Erano le prime lesioni corneali, le prime di una lunga e pericolosissima serie. Fu nel 1974, nelle fasi preliminari della sua quinta stagione NBA, quando era già una stella dei Milwakee Bucks che Jabbar ebbe l’incidente decisivo, quello che oltre a fargli quasi perdere la vista lo trasformò in un’icona.
In un’esibizione contro i Boston Celtics, Kareem subì un’abrasione corneale in uno scontro terribile con Don Nelson. Jabbar sentì che il suo occhio rischiava di essere perso per sempre, il dolore fisico e quello interiore urlarono insieme e in un impeto di rabbia, colpì il supporto del canestro con una tale violenza che si fratturò pure la mano.
7 settimane da incubo e una sorpresa
Quando Kareem tornò, dopo aver saltato 14 partite, un’eternità aveva uno spirito nuovo e una nuova idea.

Il 23 novembre 1974, gli spettatori lo videro scendere in campo con qualcosa di estramemente strano sulla faccia. Il New York Post nella sua cronaca del tempo lo descrive come un paio di occhiali da aviatore, ma sinceramente, al nostro sguardo italiano, quell’oggetto sulla faccia ricorda più una delle vecchie maschere da sub che si usavano al mare, col vetro temperato, la gomma di gomma e non si silicone, quelle che si tenevano in una scatola spolverate di borotalco.
Comunque sia, il Jabbar con maschera da aviatore o da sub condusse i suoi a massacrare in modo feroce i New York Knicks, sotto gli occhi di un pubblico di casa ostile e inferocite. Jabbar non era mai stato un tipo loquace, ma nel dopopartita, una partita in cui i suoi altissimi occhi erano stati finalmente al sicuro, spiegò con grande naturalezza ai reporter il perché di quella attrezzatura che portava, e che nessuno aveva mai visto prima.
“Devo conservare i miei bulbi oculari. Mi è rimasto solo l’ultimo paio”
–Kareem Abdul Jabbar
Era un mascherone veramente curioso, e come riuscisse a giocare e dominare con un paraocchi del genere è un mistero che solo Kareem Abdul Jabbar può conoscere. A noi comuni mortali che già ci tiravamo la palla in faccia con una visione a quasi 180° quella specie di armatura che impediva la vista laterale sarebbe risultata fatale. Evidentemente non tutti siamo creati uguali.
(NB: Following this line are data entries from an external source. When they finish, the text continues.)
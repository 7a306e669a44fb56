//! Message handler contract and registry.
//!
//! Handlers receive each message plus an `InterimOutput` document and
//! return an updated copy, enabling lightweight stage-to-stage data
//! passing within one consumer process. `bulk_handle` is an optional fast
//! path; the default fans out message by message with per-message failure
//! isolation.

mod census;
mod gateway;
mod hold_release;
mod ledger;
mod orchestrator;
mod scheduler;

pub use census::CensusHandler;
pub use gateway::GatewayHandler;
pub use hold_release::HoldReleaseHandler;
pub use ledger::LedgerHandler;
pub use orchestrator::OrchestratorHandler;
pub use scheduler::SchedulerIngestHandler;

use crate::error::EngineResult;
use async_trait::async_trait;
use ems_connectors::BusMessage;
use serde_json::Value;
use std::collections::HashMap;
use std::sync::Arc;
use tracing::{error, warn};

/// Mutable document passed from handler to handler within one dispatch
#[derive(Debug, Clone, Default)]
pub struct InterimOutput {
    pub data: serde_json::Map<String, Value>,
}

/// Contract every consumer-side handler implements
#[async_trait]
pub trait MessageHandler: Send + Sync {
    fn name(&self) -> &'static str;

    async fn handle(
        &self,
        message: &BusMessage,
        interim: InterimOutput,
    ) -> EngineResult<InterimOutput>;

    /// Bulk fast path; the default processes messages individually and
    /// keeps going past per-message failures.
    async fn bulk_handle(
        &self,
        messages: &[BusMessage],
        mut interim: InterimOutput,
    ) -> EngineResult<InterimOutput> {
        for message in messages {
            match self.handle(message, interim.clone()).await {
                Ok(updated) => interim = updated,
                Err(e) => {
                    error!(handler = self.name(), error = %e, "bulk_handle_message_failed");
                }
            }
        }
        Ok(interim)
    }
}

/// Name-keyed handler registry composed per consumer worker
#[derive(Default)]
pub struct HandlerRegistry {
    handlers: HashMap<String, Arc<dyn MessageHandler>>,
}

impl HandlerRegistry {
    pub fn new() -> Self {
        Self::default()
    }

    pub fn register(&mut self, handler: Arc<dyn MessageHandler>) {
        let name = handler.name().to_string();
        if self.handlers.contains_key(&name) {
            warn!(handler = %name, "handler_registration_overridden");
        }
        self.handlers.insert(name, handler);
    }

    pub fn get(&self, name: &str) -> Option<Arc<dyn MessageHandler>> {
        self.handlers.get(name).cloned()
    }

    pub fn all(&self) -> Vec<Arc<dyn MessageHandler>> {
        self.handlers.values().cloned().collect()
    }

    pub fn len(&self) -> usize {
        self.handlers.len()
    }

    pub fn is_empty(&self) -> bool {
        self.handlers.is_empty()
    }
}

/// Parse a message payload, logging and absorbing failures the way a
/// consumer must (a poison message is dropped, not redelivered forever).
pub(crate) fn parse_message<T: serde::de::DeserializeOwned>(
    handler: &'static str,
    message: &BusMessage,
) -> Option<T> {
    match message.parse() {
        Ok(value) => Some(value),
        Err(e) => {
            error!(handler, topic = %message.topic, error = %e, "message_parse_error");
            None
        }
    }
}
I primi occhiali comunque non durarono a lungo. Kareem stesso passato l’entuisiasmo per il fatto che le dita degli avversari, per la prima volta in carriera, non rischiavano più di cavargli gli occhi, ammise che avrebbe avuto bisogno di un modello migliore.
“Devo procurarmi un altro paio, di quelli avvolgenti. Con questi non riesco a vedere la gente che si aggira di nascosto vicino al canestro”.
Kareem Abdul Jabbar
I nuovi occhiali protettivi di Jabbar, quel modello che mi ha sempre ricordato gli occhi di una mosca diventarono parte integrante del suo look e della sua leggenda, insieme alla sua maglia numero 33 e alla sua altezza fuori del comune.
Quegli occhiali straordinari riuscirono a far dimenticare a tutti che in fin dei conti erano un rimedio a una ferita, a un handicap, a una depolezza. Addosso a Jabbar non lo sono mai sembrati e forse molti “quattrocchi”, sicuramente quelli americani, possono ringraziare Jabbar per la loro definitiva accettazione.
Quando Kareem si ritirò era ormai il 1989: erano passati vent’anni di NBA. I suoi compagni dei Los Angeles Lakers decisero di rendergli un tributo speciale e nell’ultima partita della stagione regolare, tutti entrarono in campo con gli stessi occhialoni. Un abbraccio, o forse sarebbe meglio dire una strizzata d’occhio, al gigante che stava concludendo la sua carriera.